» Stored data
--- START ---

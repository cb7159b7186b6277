//! Structured logging setup.
//!
//! `tracing_subscriber::fmt` init, in the same shape as `ampactor-sonido`'s
//! logging setup — an env-filter-driven fmt layer installed once. The
//! teacher depends on `tracing` but never installs a subscriber for it,
//! pulling in `log`/`env_logger` instead without ever wiring them up; this
//! standardizes on `tracing` alone.
//!
//! The realtime hot path (the rendezvous cycle and the guest thread loop)
//! never logs: a `tracing` event allocates and may hit a subscriber-side
//! lock, which is unacceptable inside a JACK process callback. Everything
//! logged here happens on control-plane threads.

use std::sync::OnceLock;
use tracing::Level;
use tracing_subscriber::EnvFilter;

static INIT: OnceLock<()> = OnceLock::new();

/// Installs a `tracing_subscriber` fmt layer at the given default level,
/// honoring `RUST_LOG` if set. Safe to call more than once per process —
/// only the first call has any effect, so repeated `Driver::open`/`close`
/// cycles don't try to double-install a global subscriber.
pub fn init(default_level: Level) {
    INIT.get_or_init(|| {
        let filter = EnvFilter::try_from_default_env()
            .unwrap_or_else(|_| EnvFilter::new(default_level.to_string()));
        let _ = tracing_subscriber::fmt()
            .with_env_filter(filter)
            .with_target(false)
            .try_init();
    });
}
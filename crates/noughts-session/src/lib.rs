//! Player sessions for Noughts.
//!
//! UDP has no connections, so a session is keyed by the sender's address.
//! This crate tracks who has joined, which room each player sits in, and
//! when each one was last heard from:
//!
//! 1. **Registration**: a Join from an unknown address creates a [`Player`]
//! 2. **Liveness**: every packet refreshes `last_seen`
//!    ([`SessionRegistry::touch`])
//! 3. **Expiry**: players silent for longer than the liveness timeout are
//!    reported by [`SessionRegistry::expired`] for the caller to evict
//!
//! # How it fits in the stack
//!
//! ```text
//! Lobby (above)  ← dispatches commands, owns this registry and the rooms
//!     ↕
//! Session Layer (this crate)  ← player identity and liveness
//!     ↕
//! Protocol Layer (below)  ← provides PeerId, PlayerId, PlayerName
//! ```

mod error;
mod player;
mod registry;

pub use error::SessionError;
pub use player::{Player, SessionConfig};
pub use registry::SessionRegistry;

--- END ---

» Task objective
From the records, copy out each line that includes the string "which".

» Task result
//! lock, which is unacceptable inside a JACK process callback. Everything
//! This crate tracks who has joined, which room each player sits in, and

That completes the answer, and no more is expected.